To establish a rapid, cost-effective, accurate, and acceptable osteoporosis (OP) screening model for the Chinese male population (age ≥ 40 years) based on data mining technology.

Materials and methods

This was a 3-year retrospective cohort study, which belonged to the sub-cohort of the Chinese Reaction Study. The research period was from March 2011 to December 2014. A total of 1834 subjects who did not have OP at the baseline and completed a 3-year follow-up were included in this study. All subjects underwent quantitative ultrasound examinations for calcaneus at the baseline and follow-ups that lasted for 3 years.
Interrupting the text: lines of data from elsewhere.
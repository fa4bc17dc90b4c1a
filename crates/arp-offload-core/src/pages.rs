//! Page bodies served by the control panel.

use core::fmt::Write;
use core::net::Ipv4Addr;

use embassy_time::Duration;
use log::error;

use crate::buffer::ResponseBuffer;
use crate::stats::{CpuStats, UptimeParts};
use crate::{Error, Result};

pub const INDEX_PAGE: &str = concat!(
    "<html><head><title>ARP Offload</title></head>",
    "<script>",
    "function host_in_sleep()",
    "{",
    "alert('Warning! The host MCU will enter deep sleep. ",
    "It wakes up as soon as its network stack sees TX/RX activity.\\n\\n",
    "Broadcast or multicast traffic from other peers can wake the host more often. ",
    "For longer sleep, keep only this kit associated to the access point.\\n\\n",
    "To wake the host, browse to the kit IP address or ping it.');",
    "}",
    "</script>",
    "<body><h1>WLAN ARP Offload</h1>",
    "<form action=\"/sleep\" method=\"post\">",
    "<button style=\"font-size: 15px; width: 210px; height: 80px; cursor: pointer\" ",
    "name=\"subject\" type=\"submit\" value=\"sleep\" onclick=\"host_in_sleep();\">",
    "Simulate Host sleep<br>(suspend Host Network Stack)</button>",
    "</form>",
    "<form action=\"/stats\" method=\"post\">",
    "<button style=\"font-size: 15px; width: 210px; height: 80px; cursor: pointer\" ",
    "name=\"subject\" type=\"submit\" value=\"stats\">Get sleep stats</button>",
    "</form>",
    "</body>",
    "</html>",
);

const STATS_HEAD: &str = concat!(
    "<html><head><title>ARP Offload - Sleep Stats</title></head>",
    "<body><h1>Host MCU sleep stats</h1>",
    "<textarea readonly rows=\"4\" cols=\"50\" style=\"font-size: large; ",
    "color: rgb(11, 11, 11); background-color: rgb(232, 221, 238); ",
    "width: 450px; height: 180px;\">",
);
const STATS_TAIL: &str = "</textarea></body></html>";

const WAKE_HEAD: &str = concat!(
    "<html><head><title>ARP Offload - Wake Host</title>",
    "<meta http-equiv=\"refresh\" content=\"0; url=http://",
);
const WAKE_TAIL: &str = "\"/></head><body><p>Waking Host</p></body></html>";

const SLEEP_HEAD: &str = concat!(
    "<html><body>",
    "<form action=\"/wake\" method=\"post\">",
    "<a href=\"http://",
);
const SLEEP_TAIL: &str = concat!(
    "\">Wake Host</a>",
    "<br><br>",
    "<b>Note</b>: <i>This link redirects to the main page. ",
    "The request is network activity: it wakes the host if it is sleeping ",
    "and resumes the network stack if it was suspended.</i>",
    "</form>",
    "</body>",
    "</html>",
);

/// A page must leave at least one byte of the buffer unused.
fn finish<const S: usize>(buf: &mut ResponseBuffer<S>, written: core::fmt::Result) -> Result<()> {
    if written.is_err() || buf.len() >= S {
        error!("HTTP response string length exceeds the buffer size ({} bytes)", S);
        buf.clear();
        return Err(Error::BufferOverflow);
    }
    Ok(())
}

/// Page shown after the sleep button: a link back to the device that wakes it.
pub fn render_sleep<const S: usize>(ip: Ipv4Addr, buf: &mut ResponseBuffer<S>) -> Result<()> {
    let written = write!(buf, "{}{}{}", SLEEP_HEAD, ip, SLEEP_TAIL);
    finish(buf, written)
}

/// Redirects the browser to the device's own address.
pub fn render_wake<const S: usize>(ip: Ipv4Addr, buf: &mut ResponseBuffer<S>) -> Result<()> {
    let written = write!(buf, "{}{}{}", WAKE_HEAD, ip, WAKE_TAIL);
    finish(buf, written)
}

/// Sleep statistics. The OS counters are left out when `cpu` is `None`.
pub fn render_stats<const S: usize>(
    cpu: Option<&CpuStats>,
    suspended: Duration,
    suspensions: u32,
    buf: &mut ResponseBuffer<S>,
) -> Result<()> {
    let written = write_stats(cpu, suspended, suspensions, buf);
    finish(buf, written)
}

fn write_stats<const S: usize>(
    cpu: Option<&CpuStats>,
    suspended: Duration,
    suspensions: u32,
    buf: &mut ResponseBuffer<S>,
) -> core::fmt::Result {
    buf.write_str(STATS_HEAD)?;
    buf.write_str("OS sleep manager stats:")?;
    if let Some(cpu) = cpu {
        let up = UptimeParts::from(cpu.uptime);
        write!(
            buf,
            "\n\tuptime(hh:mm:ss)\t:{}:{}:{},\
             \n\tidle(seconds)\t\t:{},\
             \n\tsleep(seconds)\t\t:{},\
             \n\tdsleep(seconds)\t\t:{}\n ",
            up.hours,
            up.minutes,
            up.seconds,
            cpu.idle.as_secs(),
            cpu.sleep.as_secs(),
            cpu.deep_sleep.as_secs(),
        )?;
    }
    write!(
        buf,
        "\nDeepsleep with Network Stack suspended(Low Power time):\
         \n\tHost Deepsleep(seconds)\t:{}\n\tSuspensions\t\t:{}\n",
        suspended.as_secs(),
        suspensions
    )?;
    buf.write_str(STATS_TAIL)
}

#[cfg(test)]
mod tests {
    use super::*;

    const IP: Ipv4Addr = Ipv4Addr::new(192, 168, 1, 42);

    fn body<const S: usize>(buf: &ResponseBuffer<S>) -> &str {
        core::str::from_utf8(buf.buffer()).unwrap()
    }

    #[test]
    fn index_page_offers_sleep_and_stats() {
        assert!(INDEX_PAGE.contains("action=\"/sleep\""));
        assert!(INDEX_PAGE.contains("action=\"/stats\""));
        assert!(INDEX_PAGE.ends_with("</html>"));
    }

    #[test]
    fn sleep_page_links_to_device_address() {
        let mut buf = ResponseBuffer::<1024>::new();
        render_sleep(IP, &mut buf).unwrap();
        let body = body(&buf);
        assert!(body.contains("<a href=\"http://192.168.1.42\">Wake Host</a>"));
        assert!(body.contains("action=\"/wake\""));
    }

    #[test]
    fn wake_page_redirects_to_device_address() {
        let mut buf = ResponseBuffer::<1024>::new();
        render_wake(IP, &mut buf).unwrap();
        assert!(body(&buf).contains("content=\"0; url=http://192.168.1.42\"/>"));
    }

    #[test]
    fn stats_page_with_cpu_counters() {
        let cpu = CpuStats {
            uptime: Duration::from_secs(3723),
            idle: Duration::from_secs(40),
            sleep: Duration::from_secs(20),
            deep_sleep: Duration::from_secs(10),
        };
        let mut buf = ResponseBuffer::<1024>::new();
        render_stats(Some(&cpu), Duration::from_millis(7_900), 3, &mut buf).unwrap();
        let body = body(&buf);
        assert!(body.contains("uptime(hh:mm:ss)\t:1:2:3,"));
        assert!(body.contains("idle(seconds)\t\t:40,"));
        assert!(body.contains("dsleep(seconds)\t\t:10"));
        assert!(body.contains("Host Deepsleep(seconds)\t:7\n"));
        assert!(body.contains("Suspensions\t\t:3\n"));
    }

    #[test]
    fn stats_page_without_cpu_counters_omits_them() {
        let mut buf = ResponseBuffer::<1024>::new();
        render_stats(None, Duration::from_secs(12), 1, &mut buf).unwrap();
        let body = body(&buf);
        assert!(!body.contains("uptime"));
        assert!(!body.contains("idle"));
        assert!(body.contains("Host Deepsleep(seconds)\t:12\n"));
        assert!(body.ends_with(STATS_TAIL));
    }

    #[test]
    fn overflow_leaves_buffer_empty() {
        let mut buf = ResponseBuffer::<64>::new();
        assert_eq!(render_wake(IP, &mut buf), Err(Error::BufferOverflow));
        assert!(buf.is_empty());
        assert_eq!(render_sleep(IP, &mut buf), Err(Error::BufferOverflow));
        assert_eq!(
            render_stats(None, Duration::from_secs(1), 0, &mut buf),
            Err(Error::BufferOverflow)
        );
        assert!(buf.is_empty());
    }

    #[test]
    fn page_filling_the_whole_buffer_is_refused() {
        const EXACT: usize = WAKE_HEAD.len() + "192.168.1.42".len() + WAKE_TAIL.len();

        let mut buf = ResponseBuffer::<EXACT>::new();
        assert_eq!(render_wake(IP, &mut buf), Err(Error::BufferOverflow));
        assert!(buf.is_empty());

        let mut buf = ResponseBuffer::<{ EXACT + 1 }>::new();
        assert_eq!(render_wake(IP, &mut buf), Ok(()));
        assert_eq!(buf.len(), EXACT);
    }
}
We utilized the least absolute shrinkage and selection operator (LASSO) regression model to select feature variables. The characteristic variables selected in the LASSO regression were analyzed by multivariable logistic regression (MLR) to construct the predictive model. This predictive model was displayed through a nomogram. We used the receiver operating characteristic (ROC) curve, C-index, calibration curve, and clinical decision curve analysis (DCA) to evaluate model performance and the bootstrapping validation to internally validate the model.

Results

The predictive factors included in the prediction model were age, neck circumference, waist-to-height ratio, BMI, triglyceride, impaired fasting glucose, dyslipidemia, osteopenia, smoking history, and strenuous exercise. The area under the ROC (AUC) curve of the risk nomogram was 0.882 (95% CI, 0.858–0.907), exhibiting good predictive ability and performance. The C-index for the risk nomogram was 0.882 in the prediction model, which presented good refinement. In addition, the nomogram calibration curve indicated that the prediction model was consistent. The DCA showed that when the threshold probability was between 1 and 100%, the nomogram had a good clinical application value. More importantly, the internally verified C-index of the nomogram was still very high, at 0.870.

Conclusions

This novel nomogram can effectively predict the 3-year incidence risk of OP in the male population. It also helps clinicians to identify groups at high risk of OP early and formulate personalized intervention measures.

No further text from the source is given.